What’s In Onion and Mushroom Crostini
Crostini are one of the most versatile appetizers you’ll find on the party table—and one of the most popular. Known in Italian as “little toasts”, crostini are thin slices of toasted bread topped with a wide array of savory toppings.
This appetizer recipe combines two of my favorite toppings—caramelized onions and caramelized mushrooms—into one jammy relish to serve at holiday parties and potlucks. A few other ingredients add to deepen their flavor, including:
- Yellow onion
- Brown or button mushrooms (known as baby bella mushrooms, too)
- Garlic
- Vermont Creamery Cultured Butter
- Fresh thyme leaves
- Marsala wine
- Kosher salt
- Black pepper
- Sourdough or French bread baguette
Butter Brings Out the Caramelized Jam
If there ever was a scent that signaled the tastebuds to prepare for deliciousness, it would be sizzling butter melting into onions and mushrooms. Butter is what coaxes onions to become tawny gold and feeds thirsty mushrooms the butterfat they need to soften and absorb flavor.

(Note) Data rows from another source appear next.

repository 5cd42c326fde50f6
use serde::{Deserialize, Serialize};
use std::path::{Path, PathBuf};
use thiserror::Error;

use crate::element::{DEFAULT_FONT_SIZE, FontFamily};
use crate::surface::DEFAULT_CONTAINER;
use crate::video::DEFAULT_VIDEO_URL;

pub const DEFAULT_IMAGE_URL: &str = "https://konvajs.org/assets/yoda.jpg";
pub const CONFIG_FILE_NAME: &str = "scene_editor.json";
pub const CONFIG_ENV_VAR: &str = "SCENE_EDITOR_CONFIG";

#[derive(Debug, Error)]
pub enum ConfigError {
    #[error("Failed to read config: {0}")]
    Read(#[from] std::io::Error),

    #[error("Invalid config: {0}")]
    Parse(#[from] serde_json::Error),
}

/// Startup settings of the editor
#[derive(Debug, Clone, PartialEq, Serialize, Deserialize)]
#[serde(default)] // missing fields fall back to the defaults below
pub struct EditorConfig {
    /// Name of the container the canvas mounts into
    pub container: String,
    pub viewport_width: f32,
    pub viewport_height: f32,
    pub font_size: u32,
    pub font_family: FontFamily,
    /// Source used by the "Add Image" button
    pub image_url: String,
    pub video_url: String,
}

impl Default for EditorConfig {
    fn default() -> Self {
        Self {
            container: DEFAULT_CONTAINER.to_owned(),
            viewport_width: 600.0,
            viewport_height: 600.0,
            font_size: DEFAULT_FONT_SIZE,
            font_family: FontFamily::Arial,
            image_url: DEFAULT_IMAGE_URL.to_owned(),
            video_url: DEFAULT_VIDEO_URL.to_owned(),
        }
    }
}

impl EditorConfig {
    pub fn viewport(&self) -> egui::Vec2 {
        egui::vec2(self.viewport_width, self.viewport_height)
    }

    pub fn from_json(json: &str) -> Result<Self, ConfigError> {
        Ok(serde_json::from_str(json)?)
    }

    pub fn load(path: &Path) -> Result<Self, ConfigError> {
        let json = std::fs::read_to_string(path)?;
        Self::from_json(&json)
    }

    /// Where to look for a config file: `$SCENE_EDITOR_CONFIG`, else `./scene_editor.json`
    pub fn default_path() -> PathBuf {
        std::env::var_os(CONFIG_ENV_VAR)
            .map(PathBuf::from)
            .unwrap_or_else(|| PathBuf::from(CONFIG_FILE_NAME))
    }

    /// Loads the config file if there is one, falling back to defaults
    pub fn load_or_default() -> Self {
        let path = Self::default_path();
        if !path.exists() {
            return Self::default();
        }
        match Self::load(&path) {
            Ok(config) => {
                log::info!("Loaded config from {}", path.display());
                config
            }
            Err(err) => {
                log::warn!("Ignoring config {}: {}", path.display(), err);
                Self::default()
            }
        }
    }
}
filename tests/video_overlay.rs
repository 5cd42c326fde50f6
mod common;

use common::{ManualLoader, Recorder, editor, mounts};
use scene_editor::video::{DEFAULT_VIDEO_URL, HeadlessPlayer, PlaybackOptions, VideoPlayer};
use scene_editor::{
    Command, Editor, EditorConfig, EditorError, EditorEvent, EditorResult, PlaybackState,
};

/// Player whose sources never load
#[derive(Default)]
struct UnreachablePlayer;

impl VideoPlayer for UnreachablePlayer {
    fn load(&mut self, url: &str, _options: PlaybackOptions) -> EditorResult<()> {
        Err(EditorError::resource_load(url, "connection refused"))
    }
    fn play(&mut self) {}
    fn pause(&mut self) {}
    fn unload(&mut self) {}
    fn is_playing(&self) -> bool {
        false
    }
    fn current_time(&self) -> f64 {
        0.0
    }
}

fn editor_with(config: EditorConfig, player: Box<dyn VideoPlayer>) -> Editor {
    Editor::new(config, &mounts(), Box::new(ManualLoader::default()), player).unwrap()
}

fn video_state(editor: &scene_editor::Editor) -> PlaybackState {
    editor.state().video.state()
}

#[test]
fn test_toggle_sequence_cycles_play_and_pause() {
    let (mut editor, _loader) = editor();
    assert_eq!(video_state(&editor), PlaybackState::Absent);

    editor.execute(Command::ToggleVideo);
    assert_eq!(video_state(&editor), PlaybackState::Playing);
    assert_eq!(editor.state().video.url(), DEFAULT_VIDEO_URL);

    editor.execute(Command::ToggleVideo);
    assert_eq!(video_state(&editor), PlaybackState::Paused);

    editor.execute(Command::ToggleVideo);
    assert_eq!(video_state(&editor), PlaybackState::Playing);
}

#[test]
fn test_stop_is_idempotent() {
    let (mut editor, _loader) = editor();

    editor.execute(Command::StopVideo);
    assert_eq!(video_state(&editor), PlaybackState::Absent);

    editor.execute(Command::ToggleVideo);
    editor.execute(Command::StopVideo);
    assert_eq!(video_state(&editor), PlaybackState::Absent);
    assert_eq!(editor.state().video.url(), "");

    editor.execute(Command::StopVideo);
    assert_eq!(video_state(&editor), PlaybackState::Absent);
}

#[test]
fn test_stop_from_paused_then_toggle_plays_again() {
    let (mut editor, _loader) = editor();

    editor.execute(Command::ToggleVideo);
    editor.execute(Command::ToggleVideo);
    assert_eq!(video_state(&editor), PlaybackState::Paused);

    editor.execute(Command::StopVideo);
    editor.execute(Command::ToggleVideo);
    assert_eq!(video_state(&editor), PlaybackState::Playing);
}

#[test]
fn test_time_advances_only_while_playing() {
    let (mut editor, _loader) = editor();

    editor.tick(1.0);
    assert_eq!(editor.state().video.current_time(), 0.0);

    editor.execute(Command::ToggleVideo);
    editor.tick(1.5);
    let played = editor.state().video.current_time();
    assert!((played - 1.5).abs() < 1e-9);

    editor.execute(Command::ToggleVideo);
    editor.tick(3.0);
    assert_eq!(editor.state().video.current_time(), played);
}

#[test]
fn test_empty_video_source_stays_absent() {
    let config = EditorConfig::from_json(r#"{ "video_url": "" }"#).unwrap();
    let mut editor = editor_with(config, Box::new(HeadlessPlayer::new()));
    let recorder = Recorder::default();
    editor.subscribe(Box::new(recorder.clone()));

    for _ in 0..2 {
        editor.execute(Command::ToggleVideo);
        assert_eq!(video_state(&editor), PlaybackState::Absent);
        assert!(!editor.state().video.is_playing());
        assert_eq!(editor.state().video.url(), "");
    }

    let failures = recorder
        .events()
        .into_iter()
        .filter(|e| matches!(e, EditorEvent::ResourceLoadFailed { .. }))
        .count();
    assert_eq!(failures, 2);
}

#[test]
fn test_failed_video_load_reports_and_stays_absent() {
    let mut editor = editor_with(EditorConfig::default(), Box::new(UnreachablePlayer));
    let recorder = Recorder::default();
    editor.subscribe(Box::new(recorder.clone()));

    editor.execute(Command::ToggleVideo);

    assert_eq!(video_state(&editor), PlaybackState::Absent);
    assert!(!editor.state().video.is_playing());
    assert!(recorder.events().iter().any(|e| matches!(
        e,
        EditorEvent::ResourceLoadFailed { url, .. } if url == DEFAULT_VIDEO_URL
    )));

    // stopping an overlay that never loaded is still fine
    editor.execute(Command::StopVideo);
    assert_eq!(video_state(&editor), PlaybackState::Absent);
}
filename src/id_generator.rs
use serde::{Deserialize, Serialize};
use std::fmt;
use uuid::Uuid;

/// Opaque identity of a scene element, stable for the element's lifetime
#[derive(Debug, Clone, Copy, PartialEq, Eq, Hash, Serialize, Deserialize)]
pub struct ElementId(Uuid);

impl ElementId {
    pub fn as_uuid(&self) -> Uuid {
        self.0
    }
}

impl fmt::Display for ElementId {
    fn fmt(&self, f: &mut fmt::Formatter<'_>) -> fmt::Result {
        write!(f, "{}", self.0)
    }
}

pub fn generate_id() -> ElementId {
    ElementId(Uuid::new_v4())
}
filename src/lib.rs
#![warn(clippy::all, rust_2018_idioms)]

pub mod app;
pub mod command;
pub mod config;
pub mod editor;
pub mod element;
pub mod error;
pub mod event;
pub mod id_generator;
pub mod input;
pub mod loader;
pub mod panels;
pub mod selection;
pub mod state;
pub mod surface;
pub mod texture_manager;
pub mod tools;
pub mod video;

pub use app::SceneEditorApp;
pub use command::Command;
pub use config::EditorConfig;
pub use editor::Editor;
pub use element::{Element, ElementKind, ElementType, FontFamily};
pub use error::{EditorError, EditorResult};
pub use event::{EditorEvent, EventBus, EventHandler};
pub use id_generator::ElementId;
pub use selection::Selection;
pub use state::EditorState;
pub use surface::{CanvasSurface, MountPoint};
pub use tools::{ImageTool, TextTool, TextToolState, Tool};
pub use video::{PlaybackState, VideoOverlay};
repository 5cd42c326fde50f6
mod central_panel;
mod tools_panel;

pub use central_panel::central_panel;
pub use tools_panel::tools_panel;
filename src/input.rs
use egui::{Pos2, Response, Vec2};

use crate::command::Command;
use crate::id_generator::ElementId;
use crate::surface::CanvasSurface;

/// Pointer gestures on the canvas, in canvas coordinates
#[derive(Debug, Clone, Copy, PartialEq)]
pub enum PointerEvent {
    /// Button went down and a drag started here
    Pressed(Pos2),
    Moved(Vec2),
    Released,
    /// Press and release without a drag in between
    Clicked(Pos2),
}

impl PointerEvent {
    /// Reads the gestures out of the canvas response. `origin` is the canvas' top-left corner.
    pub fn from_response(response: &Response, origin: Pos2) -> Vec<PointerEvent> {
        let to_canvas = |pos: Pos2| (pos - origin).to_pos2();
        let mut events = Vec::new();

        if response.drag_started() {
            if let Some(pos) = response.interact_pointer_pos() {
                events.push(PointerEvent::Pressed(to_canvas(pos)));
            }
        }
        if response.dragged() {
            let delta = response.drag_delta();
            if delta != Vec2::ZERO {
                events.push(PointerEvent::Moved(delta));
            }
        }
        if response.drag_stopped() {
            events.push(PointerEvent::Released);
        }
        if response.clicked() {
            if let Some(pos) = response.interact_pointer_pos() {
                events.push(PointerEvent::Clicked(to_canvas(pos)));
            }
        }
        events
    }
}

/// Turns pointer gestures into editor commands, remembering which element is being dragged
#[derive(Debug, Default)]
pub struct PointerTracker {
    drag_target: Option<ElementId>,
}

impl PointerTracker {
    pub fn new() -> Self {
        Self::default()
    }

    pub fn drag_target(&self) -> Option<ElementId> {
        self.drag_target
    }

    pub fn handle(&mut self, event: PointerEvent, surface: &CanvasSurface) -> Option<Command> {
        match event {
            PointerEvent::Pressed(pos) => {
                self.drag_target = surface.hit_test(pos);
                None
            }
            PointerEvent::Moved(delta) => self.drag_target.map(|id| Command::Drag { id, delta }),
            PointerEvent::Released => self.drag_target.take().map(Command::EndDrag),
            PointerEvent::Clicked(pos) => Some(Command::Click(pos)),
        }
    }
}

Vermont Creamery Cultured Butter is a butter of a higher standard. What sets their cultured butter apart from the rest is the process. Making cultured butter is like making fine wine, where fermenting the cream as you would grapes for wine—slowly—produces the best flavors. The longer the culture, the better, where after fermenting, wonderful notes of buttermilk and hazelnuts develop in the butter cream for a creamy, delicious flavor.
I used Vermont Creamery Cultured Butter unsalted in this recipe, but their Cultured Butter with Sea Salt works wonders too.